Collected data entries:
*** Begin section ***

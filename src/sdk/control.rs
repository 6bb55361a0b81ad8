//! Control protocol and the in-process MCP bridge.
//!
//! The agent reaches host tools by sending `control_request` messages whose
//! `mcp_message` payload is a JSON-RPC request. Everything except
//! `tools/call` is answered immediately; `tools/call` becomes a
//! [`ToolInvocation`] that the command layer executes and answers through
//! [`ControlHandler::tool_response`].

use super::{McpServerSpec, MCP_SERVER_VERSION};
use crate::model::{InvocationId, SdkError, ToolInvocation};
use crate::parser::{ControlRequest, ControlRequestBody};
use crate::tools::ToolResult;
use serde_json::{json, Map, Value};
use std::collections::HashMap;
use tracing::{debug, warn};

/// MCP protocol revision announced during `initialize`.
pub const MCP_PROTOCOL_VERSION: &str = "2024-11-05";

const JSONRPC_METHOD_NOT_FOUND: i64 = -32601;
const JSONRPC_INVALID_PARAMS: i64 = -32602;

/// What the session should do with a control request.
#[derive(Debug, Clone, PartialEq)]
pub enum ControlAction {
    /// Write this `control_response` back immediately.
    Reply(Value),
    /// Surface the invocation to the caller and answer later.
    Invoke(ToolInvocation),
}

/// Answers control requests on behalf of the host.
#[derive(Debug, Default)]
pub struct ControlHandler {
    server: Option<McpServerSpec>,
    pending: HashMap<InvocationId, Value>,
}

impl ControlHandler {
    /// Handler serving `server`, or no in-process server at all.
    pub fn new(server: Option<McpServerSpec>) -> Self {
        Self {
            server,
            pending: HashMap::new(),
        }
    }

    /// Number of invocations still waiting for an answer.
    pub fn pending_invocations(&self) -> usize {
        self.pending.len()
    }

    /// Decide how to answer `request`.
    pub fn handle(&mut self, request: ControlRequest) -> ControlAction {
        let request_id = request.request_id;
        match request.body {
            ControlRequestBody::McpMessage {
                server_name,
                message,
            } => self.handle_mcp(request_id, &server_name, message),
            ControlRequestBody::CanUseTool { tool_name, input } => {
                debug!(tool = %tool_name, "Allowing tool use");
                ControlAction::Reply(success(
                    &request_id,
                    json!({ "behavior": "allow", "updatedInput": input }),
                ))
            }
            ControlRequestBody::Other { subtype } => {
                warn!(%subtype, "Unsupported control request");
                ControlAction::Reply(failure(
                    &request_id,
                    &format!("Unsupported control request subtype: {subtype}"),
                ))
            }
            ControlRequestBody::Invalid { subtype, reason } => {
                warn!(?subtype, %reason, "Rejecting unreadable control request");
                ControlAction::Reply(failure(&request_id, &format!("Invalid control request: {reason}")))
            }
        }
    }

    /// `control_response` carrying the result of a finished invocation.
    ///
    /// # Errors
    ///
    /// Returns `UnknownInvocation` if the id was never issued or was already
    /// answered.
    pub fn tool_response(&mut self, invocation: &ToolInvocation, result: &ToolResult) -> Result<Value, SdkError> {
        let rpc_id = self
            .pending
            .remove(invocation.id())
            .ok_or_else(|| SdkError::UnknownInvocation(invocation.id().clone()))?;

        Ok(success(
            invocation.id().as_str(),
            json!({ "mcp_response": { "jsonrpc": "2.0", "id": rpc_id, "result": result.to_mcp_value() } }),
        ))
    }

    fn handle_mcp(&mut self, request_id: String, server_name: &str, message: Value) -> ControlAction {
        let Some(server) = self.server.as_ref().filter(|s| s.name == server_name) else {
            return ControlAction::Reply(failure(
                &request_id,
                &format!("Server '{server_name}' not found"),
            ));
        };

        let rpc_id = message.get("id").cloned().unwrap_or(Value::Null);
        let method = message.get("method").and_then(Value::as_str).unwrap_or_default();
        debug!(server = server_name, method, "MCP request");

        let reply = match method {
            "initialize" => rpc_result(
                rpc_id,
                json!({
                    "protocolVersion": MCP_PROTOCOL_VERSION,
                    "capabilities": { "tools": {} },
                    "serverInfo": { "name": server.name, "version": MCP_SERVER_VERSION },
                }),
            ),
            "notifications/initialized" => json!({ "jsonrpc": "2.0", "result": {} }),
            "tools/list" => {
                let tools: Vec<Value> = server.tools.iter().map(|t| t.to_mcp_value()).collect();
                rpc_result(rpc_id, json!({ "tools": tools }))
            }
            "tools/call" => return self.start_invocation(request_id, rpc_id, &message),
            other => rpc_error(
                rpc_id,
                JSONRPC_METHOD_NOT_FOUND,
                &format!("Method '{other}' not found"),
            ),
        };

        ControlAction::Reply(success(&request_id, json!({ "mcp_response": reply })))
    }

    fn start_invocation(&mut self, request_id: String, rpc_id: Value, message: &Value) -> ControlAction {
        let params = message.get("params");
        let name = params
            .and_then(|p| p.get("name"))
            .and_then(Value::as_str)
            .unwrap_or_default();
        let arguments = match params.and_then(|p| p.get("arguments")) {
            None | Some(Value::Null) => Some(Map::new()),
            Some(Value::Object(map)) => Some(map.clone()),
            Some(_) => None,
        };

        let invalid = |reason: &str| {
            ControlAction::Reply(success(
                &request_id,
                json!({ "mcp_response": rpc_error(rpc_id.clone(), JSONRPC_INVALID_PARAMS, reason) }),
            ))
        };

        if name.is_empty() {
            return invalid("tools/call requires a tool name");
        }
        let Some(arguments) = arguments else {
            return invalid("tools/call arguments must be an object");
        };
        let Ok(id) = InvocationId::new(request_id.clone()) else {
            return invalid("control request id is empty");
        };

        self.pending.insert(id.clone(), rpc_id);
        ControlAction::Invoke(ToolInvocation::new(id, name, arguments))
    }
}

/// The `initialize` control request sent when a session starts.
pub fn initialize_request(request_id: &str) -> Value {
    json!({
        "type": "control_request",
        "request_id": request_id,
        "request": { "subtype": "initialize", "hooks": null },
    })
}

/// The user message carrying the prompt.
pub fn user_message(prompt: &str) -> Value {
    json!({
        "type": "user",
        "message": { "role": "user", "content": prompt },
        "parent_tool_use_id": null,
        "session_id": "default",
    })
}

fn success(request_id: &str, response: Value) -> Value {
    json!({
        "type": "control_response",
        "response": { "subtype": "success", "request_id": request_id, "response": response },
    })
}

fn failure(request_id: &str, error: &str) -> Value {
    json!({
        "type": "control_response",
        "response": { "subtype": "error", "request_id": request_id, "error": error },
    })
}

fn rpc_result(id: Value, result: Value) -> Value {
    json!({ "jsonrpc": "2.0", "id": id, "result": result })
}

fn rpc_error(id: Value, code: i64, message: &str) -> Value {
    json!({ "jsonrpc": "2.0", "id": id, "error": { "code": code, "message": message } })
}

#[cfg(test)]
#[path = "control_tests.rs"]
mod tests;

*** End section ***

What you should do:
An exact copy of all the entries is the required answer.

Exercise result:
filename src/sdk/control.rs
repository 6bb55361a0b81ad8
//! Control protocol and the in-process MCP bridge.
//!
//! The agent reaches host tools by sending `control_request` messages whose
//! `mcp_message` payload is a JSON-RPC request. Everything except
//! `tools/call` is answered immediately; `tools/call` becomes a
//! [`ToolInvocation`] that the command layer executes and answers through
//! [`ControlHandler::tool_response`].

use super::{McpServerSpec, MCP_SERVER_VERSION};
use crate::model::{InvocationId, SdkError, ToolInvocation};
use crate::parser::{ControlRequest, ControlRequestBody};
use crate::tools::ToolResult;
use serde_json::{json, Map, Value};
use std::collections::HashMap;
use tracing::{debug, warn};

/// MCP protocol revision announced during `initialize`.
pub const MCP_PROTOCOL_VERSION: &str = "2024-11-05";

const JSONRPC_METHOD_NOT_FOUND: i64 = -32601;
const JSONRPC_INVALID_PARAMS: i64 = -32602;

/// What the session should do with a control request.
#[derive(Debug, Clone, PartialEq)]
pub enum ControlAction {
    /// Write this `control_response` back immediately.
    Reply(Value),
    /// Surface the invocation to the caller and answer later.
    Invoke(ToolInvocation),
}

/// Answers control requests on behalf of the host.
#[derive(Debug, Default)]
pub struct ControlHandler {
    server: Option<McpServerSpec>,
    pending: HashMap<InvocationId, Value>,
}

impl ControlHandler {
    /// Handler serving `server`, or no in-process server at all.
    pub fn new(server: Option<McpServerSpec>) -> Self {
        Self {
            server,
            pending: HashMap::new(),
        }
    }

    /// Number of invocations still waiting for an answer.
    pub fn pending_invocations(&self) -> usize {
        self.pending.len()
    }

    /// Decide how to answer `request`.
    pub fn handle(&mut self, request: ControlRequest) -> ControlAction {
        let request_id = request.request_id;
        match request.body {
            ControlRequestBody::McpMessage {
                server_name,
                message,
            } => self.handle_mcp(request_id, &server_name, message),
            ControlRequestBody::CanUseTool { tool_name, input } => {
                debug!(tool = %tool_name, "Allowing tool use");
                ControlAction::Reply(success(
                    &request_id,
                    json!({ "behavior": "allow", "updatedInput": input }),
                ))
            }
            ControlRequestBody::Other { subtype } => {
                warn!(%subtype, "Unsupported control request");
                ControlAction::Reply(failure(
                    &request_id,
                    &format!("Unsupported control request subtype: {subtype}"),
                ))
            }
            ControlRequestBody::Invalid { subtype, reason } => {
                warn!(?subtype, %reason, "Rejecting unreadable control request");
                ControlAction::Reply(failure(&request_id, &format!("Invalid control request: {reason}")))
            }
        }
    }

    /// `control_response` carrying the result of a finished invocation.
    ///
    /// # Errors
    ///
    /// Returns `UnknownInvocation` if the id was never issued or was already
    /// answered.
    pub fn tool_response(&mut self, invocation: &ToolInvocation, result: &ToolResult) -> Result<Value, SdkError> {
        let rpc_id = self
            .pending
            .remove(invocation.id())
            .ok_or_else(|| SdkError::UnknownInvocation(invocation.id().clone()))?;

        Ok(success(
            invocation.id().as_str(),
            json!({ "mcp_response": { "jsonrpc": "2.0", "id": rpc_id, "result": result.to_mcp_value() } }),
        ))
    }

    fn handle_mcp(&mut self, request_id: String, server_name: &str, message: Value) -> ControlAction {
        let Some(server) = self.server.as_ref().filter(|s| s.name == server_name) else {
            return ControlAction::Reply(failure(
                &request_id,
                &format!("Server '{server_name}' not found"),
            ));
        };

        let rpc_id = message.get("id").cloned().unwrap_or(Value::Null);
        let method = message.get("method").and_then(Value::as_str).unwrap_or_default();
        debug!(server = server_name, method, "MCP request");

        let reply = match method {
            "initialize" => rpc_result(
                rpc_id,
                json!({
                    "protocolVersion": MCP_PROTOCOL_VERSION,
                    "capabilities": { "tools": {} },
                    "serverInfo": { "name": server.name, "version": MCP_SERVER_VERSION },
                }),
            ),
            "notifications/initialized" => json!({ "jsonrpc": "2.0", "result": {} }),
            "tools/list" => {
                let tools: Vec<Value> = server.tools.iter().map(|t| t.to_mcp_value()).collect();
                rpc_result(rpc_id, json!({ "tools": tools }))
            }
            "tools/call" => return self.start_invocation(request_id, rpc_id, &message),
            other => rpc_error(
                rpc_id,
                JSONRPC_METHOD_NOT_FOUND,
                &format!("Method '{other}' not found"),
            ),
        };

        ControlAction::Reply(success(&request_id, json!({ "mcp_response": reply })))
    }

    fn start_invocation(&mut self, request_id: String, rpc_id: Value, message: &Value) -> ControlAction {
        let params = message.get("params");
        let name = params
            .and_then(|p| p.get("name"))
            .and_then(Value::as_str)
            .unwrap_or_default();
        let arguments = match params.and_then(|p| p.get("arguments")) {
            None | Some(Value::Null) => Some(Map::new()),
            Some(Value::Object(map)) => Some(map.clone()),
            Some(_) => None,
        };

        let invalid = |reason: &str| {
            ControlAction::Reply(success(
                &request_id,
                json!({ "mcp_response": rpc_error(rpc_id.clone(), JSONRPC_INVALID_PARAMS, reason) }),
            ))
        };

        if name.is_empty() {
            return invalid("tools/call requires a tool name");
        }
        let Some(arguments) = arguments else {
            return invalid("tools/call arguments must be an object");
        };
        let Ok(id) = InvocationId::new(request_id.clone()) else {
            return invalid("control request id is empty");
        };

        self.pending.insert(id.clone(), rpc_id);
        ControlAction::Invoke(ToolInvocation::new(id, name, arguments))
    }
}

/// The `initialize` control request sent when a session starts.
pub fn initialize_request(request_id: &str) -> Value {
    json!({
        "type": "control_request",
        "request_id": request_id,
        "request": { "subtype": "initialize", "hooks": null },
    })
}

/// The user message carrying the prompt.
pub fn user_message(prompt: &str) -> Value {
    json!({
        "type": "user",
        "message": { "role": "user", "content": prompt },
        "parent_tool_use_id": null,
        "session_id": "default",
    })
}

fn success(request_id: &str, response: Value) -> Value {
    json!({
        "type": "control_response",
        "response": { "subtype": "success", "request_id": request_id, "response": response },
    })
}

fn failure(request_id: &str, error: &str) -> Value {
    json!({
        "type": "control_response",
        "response": { "subtype": "error", "request_id": request_id, "error": error },
    })
}

fn rpc_result(id: Value, result: Value) -> Value {
    json!({ "jsonrpc": "2.0", "id": id, "result": result })
}

fn rpc_error(id: Value, code: i64, message: &str) -> Value {
    json!({ "jsonrpc": "2.0", "id": id, "error": { "code": code, "message": message } })
}

#[cfg(test)]
#[path = "control_tests.rs"]
mod tests;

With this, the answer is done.